The works in the current exhibition pose the same questions that moved the earlier works, but on a new plane. The unresolved relation between clarity and murkiness remains; however, it does so using more restrained tones and a simpler articulation of the color areas. Now, despite this simplification, the interplay between the geometric rigor of the surfaces and their somewhat diffuse final appearance originates from a more intense dialogue between the sections of the canvas, making the obstruction resulting from the encaustic somewhat less necessary.
In one of these pictures, the golden band at the base intensifies (and is intensified by) the strength of the ample stretch of black that lies above it. The contrast between both gives motion to the darker area, transforming it into a process instead of a simple reiteration of a given tonality. However, this movement has a surprising outcome: in its development, the black leads to a slightly lighter, somewhat tobacco-colored area. Paradoxically, its affirmation appears to deflect it from itself, creating a dubious area where one no longer knows for certain what is limit, outcome, or dilution. The lack of correspondence between color and its footprint removes, from the black surface, any relationship of identity with its material base. In its movement forward, it appears to unhinge from the layer of paint and hover supremely over the support. This affirmation has, therefore, something in the nature of banishment.
Similar movements occur in almost all the works. In one, a blue field is confronted with a long graphite surface. The differences in size and color generate an interaction that could have resulted, who knows, in equilibrium and unity. But this promise is not fulfilled. The thick presence of the graphite inhibits the gentle expansion of the blue. (To the right, the narrow golden stripe underscores this contained relationship.) The contrast between luminosity (blue) and body (graphite) is incapable of generating an exchange that might transfer to each the qualities of the other. Body and light become mutually exclusive, each appearing to fulfill the hopes of the other without ever completing this movement though we are constantly reminded of a potential synthesis that would generate corporeal light, a phenomenon of rare power that might offer us new horizons and unequaled plasticity.

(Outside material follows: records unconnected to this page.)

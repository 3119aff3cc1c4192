//! Recursive recipe interpreter

use crate::domain::{CleanerError, Record, Result, Value};
use crate::format::{Arg, Recipe};
use crate::generators::GeneratorLookup;
use tracing::trace;

/// Turns a [`Recipe`] into a concrete [`Value`]
///
/// The resolver never mutates the recipe it is given. Errors raised by
/// generators and user callables are returned unchanged.
pub struct Resolver<'a> {
    generators: &'a dyn GeneratorLookup,
}

impl<'a> Resolver<'a> {
    pub fn new(generators: &'a dyn GeneratorLookup) -> Self {
        Self { generators }
    }

    /// Resolve `recipe`, optionally against a record instance
    ///
    /// # Errors
    ///
    /// - [`CleanerError::UnknownGenerator`] if a generator reference is not registered
    /// - [`CleanerError::MissingInstance`] if the recipe reads the instance and none is given
    /// - any error returned by a generator or user callable
    pub fn resolve(&self, recipe: &Recipe, instance: Option<&dyn Record>) -> Result<Value> {
        match recipe {
            Recipe::Literal(value) => Ok(value.clone()),
            Recipe::Sequence(items) => {
                let mut joined = String::new();
                for item in items {
                    joined.push_str(&self.resolve(item, instance)?.to_string());
                }
                Ok(Value::Text(joined))
            }
            Recipe::Generator { name, args } => self.call_generator(name, args, instance),
            Recipe::Computed(compute) => {
                let record = instance.ok_or_else(|| {
                    CleanerError::MissingInstance("a computed recipe".to_string())
                })?;
                compute(record)
            }
        }
    }

    fn call_generator(
        &self,
        name: &str,
        args: &[Arg],
        instance: Option<&dyn Record>,
    ) -> Result<Value> {
        let args = args
            .iter()
            .map(|arg| resolve_arg(name, arg, instance))
            .collect::<Result<Vec<_>>>()?;

        let generator = self
            .generators
            .generator(name)
            .ok_or_else(|| CleanerError::UnknownGenerator(name.to_string()))?;

        trace!(generator = %name, args = args.len(), "Calling generator");
        generator.generate(&args)
    }
}

/// Static arguments are copied; overrides replace the fallback unless they yield null
fn resolve_arg(generator: &str, arg: &Arg, instance: Option<&dyn Record>) -> Result<Value> {
    match arg {
        Arg::Static(value) => Ok(value.clone()),
        Arg::Override { fallback, compute } => {
            let record = instance.ok_or_else(|| {
                CleanerError::MissingInstance(format!(
                    "an override argument of generator '{generator}'"
                ))
            })?;
            match compute(record)? {
                Value::Null => Ok(fallback.clone()),
                value => Ok(value),
            }
        }
    }
}

#[cfg(test)]
mod tests {
    use super::*;
    use crate::domain::DynamicRecord;
    use crate::generators::Generator;
    use std::collections::HashMap;

    struct StubGenerators(HashMap<&'static str, Box<dyn Generator>>);

    impl GeneratorLookup for StubGenerators {
        fn generator(&self, name: &str) -> Option<&dyn Generator> {
            self.0.get(name).map(|generator| generator.as_ref())
        }
    }

    fn stubs() -> StubGenerators {
        let mut generators: HashMap<&'static str, Box<dyn Generator>> = HashMap::new();
        generators.insert("first_name", Box::new(|_: &[Value]| -> Result<Value> { Ok(Value::from("Ford")) }));
        generators.insert("last_name", Box::new(|_: &[Value]| -> Result<Value> { Ok(Value::from("Prefect")) }));
        generators.insert(
            "echo",
            Box::new(|args: &[Value]| -> Result<Value> { Ok(args.first().cloned().unwrap_or_default()) }),
        );
        StubGenerators(generators)
    }

    #[test]
    fn test_literal() {
        let generators = stubs();
        let resolver = Resolver::new(&generators);
        let value = resolver.resolve(&Recipe::literal("V"), None).unwrap();
        assert_eq!(value, Value::from("V"));
    }

    #[test]
    fn test_sequence_concatenates() {
        let generators = stubs();
        let resolver = Resolver::new(&generators);
        let recipe = Recipe::sequence([
            Recipe::generator("first_name"),
            " ".into(),
            Recipe::generator("last_name"),
        ]);
        assert_eq!(resolver.resolve(&recipe, None).unwrap(), Value::from("Ford Prefect"));
    }

    #[test]
    fn test_nested_sequence_and_non_text_items() {
        let generators = stubs();
        let resolver = Resolver::new(&generators);
        let recipe = Recipe::sequence([
            Recipe::sequence([Recipe::generator("first_name"), "-".into()]),
            Recipe::literal(42),
            Recipe::literal(Value::Null),
        ]);
        assert_eq!(resolver.resolve(&recipe, None).unwrap(), Value::from("Ford-42"));
    }

    #[test]
    fn test_empty_sequence_is_empty_text() {
        let generators = stubs();
        let resolver = Resolver::new(&generators);
        let value = resolver.resolve(&Recipe::sequence([]), None).unwrap();
        assert_eq!(value, Value::from(""));
    }

    #[test]
    fn test_sequence_passes_instance_to_nested_overrides() {
        let generators = stubs();
        let resolver = Resolver::new(&generators);
        let recipe = Recipe::sequence([
            Recipe::generator_with("echo", ["test"]),
            ", ".into(),
            Recipe::generator_with(
                "echo",
                [Arg::deferred(|record| Ok(record.get("name").unwrap_or_default()))],
            ),
        ]);
        let record = DynamicRecord::new("TopSecret").with("name", "Arthur");

        assert_eq!(
            resolver.resolve(&recipe, Some(&record)).unwrap(),
            Value::from("test, Arthur")
        );
        assert!(matches!(
            resolver.resolve(&recipe, None),
            Err(CleanerError::MissingInstance(_))
        ));
    }

    #[test]
    fn test_unknown_generator() {
        let generators = stubs();
        let resolver = Resolver::new(&generators);
        let err = resolver.resolve(&Recipe::generator("nope"), None).unwrap_err();
        assert!(matches!(err, CleanerError::UnknownGenerator(ref name) if name == "nope"));
    }

    #[test]
    fn test_override_replaces_and_falls_back() {
        let generators = stubs();
        let resolver = Resolver::new(&generators);
        let recipe = Recipe::generator_with(
            "echo",
            [Arg::overriding("static", |record| Ok(record.get("name").unwrap_or_default()))],
        );

        let named = DynamicRecord::new("TopSecret").with("name", "Arthur");
        assert_eq!(resolver.resolve(&recipe, Some(&named)).unwrap(), Value::from("Arthur"));

        let unnamed = DynamicRecord::new("TopSecret");
        assert_eq!(resolver.resolve(&recipe, Some(&unnamed)).unwrap(), Value::from("static"));
    }

    #[test]
    fn test_recipe_is_not_mutated_by_override() {
        let generators = stubs();
        let resolver = Resolver::new(&generators);
        let recipe = Recipe::generator_with("echo", [Arg::overriding("static", |_| Ok(Value::from("x")))]);
        let record = DynamicRecord::new("TopSecret");

        resolver.resolve(&recipe, Some(&record)).unwrap();
        match &recipe {
            Recipe::Generator { args, .. } => {
                assert!(matches!(&args[0], Arg::Override { fallback, .. } if *fallback == Value::from("static")));
            }
            other => panic!("unexpected recipe {other:?}"),
        }
    }

    #[test]
    fn test_missing_instance() {
        let generators = stubs();
        let resolver = Resolver::new(&generators);

        let computed = Recipe::computed(|_| Ok(Value::Null));
        assert!(matches!(
            resolver.resolve(&computed, None),
            Err(CleanerError::MissingInstance(_))
        ));

        let deferred = Recipe::generator_with("echo", [Arg::deferred(|_| Ok(Value::Null))]);
        assert!(matches!(
            resolver.resolve(&deferred, None),
            Err(CleanerError::MissingInstance(_))
        ));
    }

    #[test]
    fn test_callback_errors_pass_through() {
        let generators = stubs();
        let resolver = Resolver::new(&generators);
        let recipe = Recipe::computed(|_| Err(anyhow::anyhow!("boom").into()));
        let record = DynamicRecord::new("TopSecret");

        let err = resolver.resolve(&recipe, Some(&record)).unwrap_err();
        assert!(matches!(err, CleanerError::Callback(_)));
        assert_eq!(err.to_string(), "boom");
    }
}
//! Integration tests for TOML format libraries

use data_cleaner::cleaner::Cleaner;
use data_cleaner::domain::{CleanerError, DynamicRecord, Record, Value};
use data_cleaner::format::FormatRegistry;
use std::io::Write;
use std::path::PathBuf;
use tempfile::NamedTempFile;

fn sample_library() -> PathBuf {
    PathBuf::from(env!("CARGO_MANIFEST_DIR")).join("formats/people.toml")
}

#[test]
fn test_sample_library_declares_formats() {
    let mut registry = FormatRegistry::new();
    let count = registry.load_format_library(sample_library()).unwrap();

    assert_eq!(count, 2);
    assert_eq!(registry.type_names(), ["Company", "Person"]);
}

#[test]
fn test_clean_with_sample_library() {
    let mut registry = FormatRegistry::new();
    registry.register_default_generators(Some(2025));
    registry.load_format_library(sample_library()).unwrap();

    let person = DynamicRecord::new("Person")
        .with("first_name", "Arthur")
        .with("last_name", "Dent")
        .with("full_name", "Arthur Dent")
        .with("email", "arthur@earth.net")
        .with("age", 42)
        .with("home", "Earth");

    let cleaned = Cleaner::new(&registry).clean(&person).unwrap();

    assert_ne!(cleaned.get("email"), person.get("email"));
    assert!(cleaned.text("email").unwrap().contains('@'));
    assert!(cleaned.text("full_name").unwrap().contains(' '));
    let age = cleaned.get("age").and_then(|v| v.as_i64()).unwrap();
    assert!((18..=90).contains(&age));
    assert_eq!(cleaned.get("home"), Some(Value::from("Earth")));
}

#[test]
fn test_same_seed_same_output() {
    let clean_once = || {
        let mut registry = FormatRegistry::new();
        registry.register_default_generators(Some(99));
        registry.load_format_library(sample_library()).unwrap();
        let company = DynamicRecord::new("Company").with("name", "Sirius Cybernetics");
        Cleaner::new(&registry).clean(&company).unwrap()
    };

    assert_eq!(clean_once(), clean_once());
}

#[test]
fn test_library_file_overrides_code_declaration() {
    let mut registry = FormatRegistry::new();
    registry.register_generator("first_name", |_| Ok(Value::from("Ford")));
    registry.declare_format("Agent", |f| {
        f.literal("codename", "Towel");
    });

    let mut file = NamedTempFile::new().unwrap();
    write!(
        file,
        r#"
[[formats]]
type = "Agent"

[[formats.attributes]]
name = "name"
generator = "first_name"
"#
    )
    .unwrap();
    file.flush().unwrap();

    registry.load_format_library(file.path()).unwrap();
    assert!(registry.attribute_recipe("Agent", "codename").is_none());

    let agent = DynamicRecord::new("Agent").with("name", "Arthur");
    let cleaned = Cleaner::new(&registry).clean(&agent).unwrap();
    assert_eq!(cleaned.get("name"), Some(Value::from("Ford")));
}

#[test]
fn test_invalid_library_leaves_registry_untouched() {
    let mut registry = FormatRegistry::new();
    let toml = r#"
[[formats]]
type = "Good"

[[formats.attributes]]
name = "x"
literal = 1

[[formats]]
type = "Bad"

[[formats.attributes]]
name = "y"
"#;

    let err = registry.load_format_library_str(toml).unwrap_err();
    assert!(matches!(err, CleanerError::Configuration(_)));
    assert!(registry.type_names().is_empty());
}
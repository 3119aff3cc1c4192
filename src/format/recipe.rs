//! Recipes describing how to produce a substitute value

use crate::domain::{Record, Result, Value};
use chrono::NaiveDate;
use std::fmt;
use std::sync::Arc;

/// Callable evaluated against the record being cleaned
pub type RecordFn = Arc<dyn Fn(&dyn Record) -> Result<Value> + Send + Sync>;

/// A generator argument
///
/// `Override` holds a per-record callable. When the callable returns
/// [`Value::Null`] the `fallback` is passed instead; any other value,
/// including `false`, `0` and `""`, replaces it.
#[derive(Clone)]
pub enum Arg {
    Static(Value),
    Override { fallback: Value, compute: RecordFn },
}

impl Arg {
    /// Override argument with no static fallback
    pub fn deferred<F>(compute: F) -> Self
    where
        F: Fn(&dyn Record) -> Result<Value> + Send + Sync + 'static,
    {
        Self::overriding(Value::Null, compute)
    }

    /// Override argument falling back to `fallback` when `compute` yields null
    pub fn overriding<F>(fallback: impl Into<Value>, compute: F) -> Self
    where
        F: Fn(&dyn Record) -> Result<Value> + Send + Sync + 'static,
    {
        Self::Override {
            fallback: fallback.into(),
            compute: Arc::new(compute),
        }
    }

    pub fn is_deferred(&self) -> bool {
        matches!(self, Self::Override { .. })
    }
}

impl fmt::Debug for Arg {
    fn fmt(&self, f: &mut fmt::Formatter<'_>) -> fmt::Result {
        match self {
            Self::Static(value) => f.debug_tuple("Static").field(value).finish(),
            Self::Override { fallback, .. } => f
                .debug_struct("Override")
                .field("fallback", fallback)
                .finish_non_exhaustive(),
        }
    }
}

macro_rules! arg_from_scalar {
    ($($ty:ty),+) => {
        $(impl From<$ty> for Arg {
            fn from(value: $ty) -> Self {
                Arg::Static(Value::from(value))
            }
        })+
    };
}

arg_from_scalar!(Value, &str, String, i64, i32, u32, f64, bool, NaiveDate);

/// How to produce one attribute's substitute value
#[derive(Clone)]
pub enum Recipe {
    /// Constant value used as-is
    Literal(Value),
    /// Named generator called with positional arguments
    Generator { name: String, args: Vec<Arg> },
    /// Parts resolved independently and concatenated as text
    Sequence(Vec<Recipe>),
    /// Arbitrary computation over the record
    Computed(RecordFn),
}

impl Recipe {
    pub fn literal(value: impl Into<Value>) -> Self {
        Self::Literal(value.into())
    }

    /// Generator reference without arguments
    pub fn generator(name: impl Into<String>) -> Self {
        Self::Generator {
            name: name.into(),
            args: Vec::new(),
        }
    }

    pub fn generator_with<A>(name: impl Into<String>, args: impl IntoIterator<Item = A>) -> Self
    where
        A: Into<Arg>,
    {
        Self::Generator {
            name: name.into(),
            args: args.into_iter().map(Into::into).collect(),
        }
    }

    pub fn sequence(items: impl IntoIterator<Item = Recipe>) -> Self {
        Self::Sequence(items.into_iter().collect())
    }

    pub fn computed<F>(compute: F) -> Self
    where
        F: Fn(&dyn Record) -> Result<Value> + Send + Sync + 'static,
    {
        Self::Computed(Arc::new(compute))
    }

    /// Variant name, for logs and errors
    pub fn kind(&self) -> &'static str {
        match self {
            Self::Literal(_) => "literal",
            Self::Generator { .. } => "generator",
            Self::Sequence(_) => "sequence",
            Self::Computed(_) => "computed",
        }
    }

    /// True when resolving needs a record instance
    pub fn needs_instance(&self) -> bool {
        match self {
            Self::Literal(_) => false,
            Self::Generator { args, .. } => args.iter().any(Arg::is_deferred),
            Self::Sequence(items) => items.iter().any(Recipe::needs_instance),
            Self::Computed(_) => true,
        }
    }
}

impl fmt::Debug for Recipe {
    fn fmt(&self, f: &mut fmt::Formatter<'_>) -> fmt::Result {
        match self {
            Self::Literal(value) => f.debug_tuple("Literal").field(value).finish(),
            Self::Generator { name, args } => f
                .debug_struct("Generator")
                .field("name", name)
                .field("args", args)
                .finish(),
            Self::Sequence(items) => f.debug_tuple("Sequence").field(items).finish(),
            Self::Computed(_) => f.write_str("Computed(..)"),
        }
    }
}

impl From<Value> for Recipe {
    fn from(value: Value) -> Self {
        Self::Literal(value)
    }
}

impl From<&str> for Recipe {
    fn from(value: &str) -> Self {
        Self::Literal(Value::from(value))
    }
}

impl From<String> for Recipe {
    fn from(value: String) -> Self {
        Self::Literal(Value::from(value))
    }
}
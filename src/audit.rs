//! Audit trail for cleaned records
//!
//! Original values are never written anywhere in plaintext: log events and
//! audit entries carry a SHA-256 fingerprint instead.

use crate::config::AuditConfig;
use crate::domain::{CleanerError, Result, Value};
use chrono::Utc;
use serde::Serialize;
use sha2::{Digest, Sha256};
use std::fs::OpenOptions;
use std::io::Write;
use std::path::{Path, PathBuf};

/// Hex SHA-256 of the value's string form
pub fn fingerprint(value: &Value) -> String {
    let mut hasher = Sha256::new();
    hasher.update(value.to_string().as_bytes());
    format!("{:x}", hasher.finalize())
}

/// One replaced attribute
#[derive(Debug, Clone, Serialize)]
pub struct AuditReplacement {
    pub attribute: String,
    /// Recipe variant that produced the new value
    pub recipe: &'static str,
    /// Fingerprint of the original value
    pub value_hash: String,
}

impl AuditReplacement {
    pub fn new(attribute: impl Into<String>, recipe: &'static str, original: &Value) -> Self {
        Self {
            attribute: attribute.into(),
            recipe,
            value_hash: fingerprint(original),
        }
    }
}

#[derive(Debug, Serialize)]
struct AuditLogEntry<'a> {
    timestamp: String,
    type_name: &'a str,
    replacements: &'a [AuditReplacement],
}

/// Appends one line per cleaned record to an audit log file
#[derive(Debug, Clone)]
pub struct AuditLogger {
    log_path: PathBuf,
    json_format: bool,
    enabled: bool,
}

impl AuditLogger {
    /// Create a new audit logger, creating the log directory when enabled
    pub fn new(log_path: impl Into<PathBuf>, json_format: bool, enabled: bool) -> Result<Self> {
        let log_path = log_path.into();
        if enabled {
            if let Some(parent) = log_path.parent().filter(|p| !p.as_os_str().is_empty()) {
                std::fs::create_dir_all(parent).map_err(|e| {
                    CleanerError::Io(format!(
                        "Failed to create audit log directory {}: {e}",
                        parent.display()
                    ))
                })?;
            }
        }

        Ok(Self {
            log_path,
            json_format,
            enabled,
        })
    }

    pub fn from_config(config: &AuditConfig) -> Result<Self> {
        Self::new(config.log_path.clone(), config.json_format, config.enabled)
    }

    pub fn is_enabled(&self) -> bool {
        self.enabled
    }

    pub fn path(&self) -> &Path {
        &self.log_path
    }

    /// Record the replacements applied to one record
    pub fn log_record(&self, type_name: &str, replacements: &[AuditReplacement]) -> Result<()> {
        if !self.enabled {
            return Ok(());
        }

        let entry = AuditLogEntry {
            timestamp: Utc::now().to_rfc3339(),
            type_name,
            replacements,
        };

        let mut file = OpenOptions::new()
            .create(true)
            .append(true)
            .open(&self.log_path)
            .map_err(|e| {
                CleanerError::Io(format!(
                    "Failed to open audit log {}: {e}",
                    self.log_path.display()
                ))
            })?;

        if self.json_format {
            let line = serde_json::to_string(&entry)?;
            writeln!(file, "{line}")?;
        } else {
            let attributes: Vec<&str> = replacements.iter().map(|r| r.attribute.as_str()).collect();
            writeln!(
                file,
                "[{}] Type: {} | Replaced: {} | Attributes: {}",
                entry.timestamp,
                type_name,
                replacements.len(),
                attributes.join(", ")
            )?;
        }

        Ok(())
    }
}

#[cfg(test)]
mod tests {
    use super::*;
    use tempfile::tempdir;

    #[test]
    fn test_fingerprint_is_stable() {
        let first = fingerprint(&Value::from("ford@betelgeuse.net"));
        let second = fingerprint(&Value::from("ford@betelgeuse.net"));
        let other = fingerprint(&Value::from("arthur@earth.net"));

        assert_eq!(first, second);
        assert_ne!(first, other);
        assert_eq!(first.len(), 64);
    }

    #[test]
    fn test_disabled_logger_writes_nothing() {
        let dir = tempdir().unwrap();
        let log_path = dir.path().join("audit").join("cleaner.log");
        let logger = AuditLogger::new(&log_path, true, false).unwrap();

        logger.log_record("TopSecret", &[]).unwrap();
        assert!(!log_path.exists());
        assert!(!logger.is_enabled());
    }

    #[test]
    fn test_json_entry_hides_plaintext() {
        let dir = tempdir().unwrap();
        let log_path = dir.path().join("audit").join("cleaner.log");
        let logger = AuditLogger::new(&log_path, true, true).unwrap();

        let replacements = [AuditReplacement::new(
            "email",
            "generator",
            &Value::from("ford@betelgeuse.net"),
        )];
        logger.log_record("TopSecret", &replacements).unwrap();

        let content = std::fs::read_to_string(&log_path).unwrap();
        let entry: serde_json::Value = serde_json::from_str(content.trim()).unwrap();
        assert_eq!(entry["type_name"], "TopSecret");
        assert_eq!(entry["replacements"][0]["attribute"], "email");
        assert!(!content.contains("ford@betelgeuse.net"));
    }

    #[test]
    fn test_plain_entry() {
        let dir = tempdir().unwrap();
        let log_path = dir.path().join("cleaner.log");
        let logger = AuditLogger::new(&log_path, false, true).unwrap();

        let replacements = [
            AuditReplacement::new("name", "sequence", &Value::from("Ford Prefect")),
            AuditReplacement::new("email", "generator", &Value::Null),
        ];
        logger.log_record("TopSecret", &replacements).unwrap();
        logger.log_record("TopSecret", &replacements).unwrap();

        let content = std::fs::read_to_string(&log_path).unwrap();
        assert_eq!(content.lines().count(), 2);
        assert!(content.contains("Attributes: name, email"));
        assert!(!content.contains("Ford Prefect"));
    }
}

Renata Tassinari´s works have an uncommon elegance. The ability to divide things to place them in proportion and confer lightness and vivacity is immediately enchanting. However, this ability to create distinct and discreet relationships,known as elegance, projects a strange shadow. What was made to be contemplated reveals a different nature: a layer beyond itself, to which it points, without revealing. Distinct precision and full and complex identities give way to a game of endless dislocations. I am not speaking of essences and appearances, of misleading phenomena or perverse illusions; that time is passed. These days it is hard to tell what is on this side and what is on that, if such things still exist. But, in these pictures, the image acquires an entirely particular statute. What is rendered visible shows a spectral consistency. The appearance of things has an excessive duration, or reveals a disquieting postponement. The most gracious objects have an air of phantasmagoria. The autonomy of the image, one of the prides of our day, may not be more than the shadow of a frightening reality.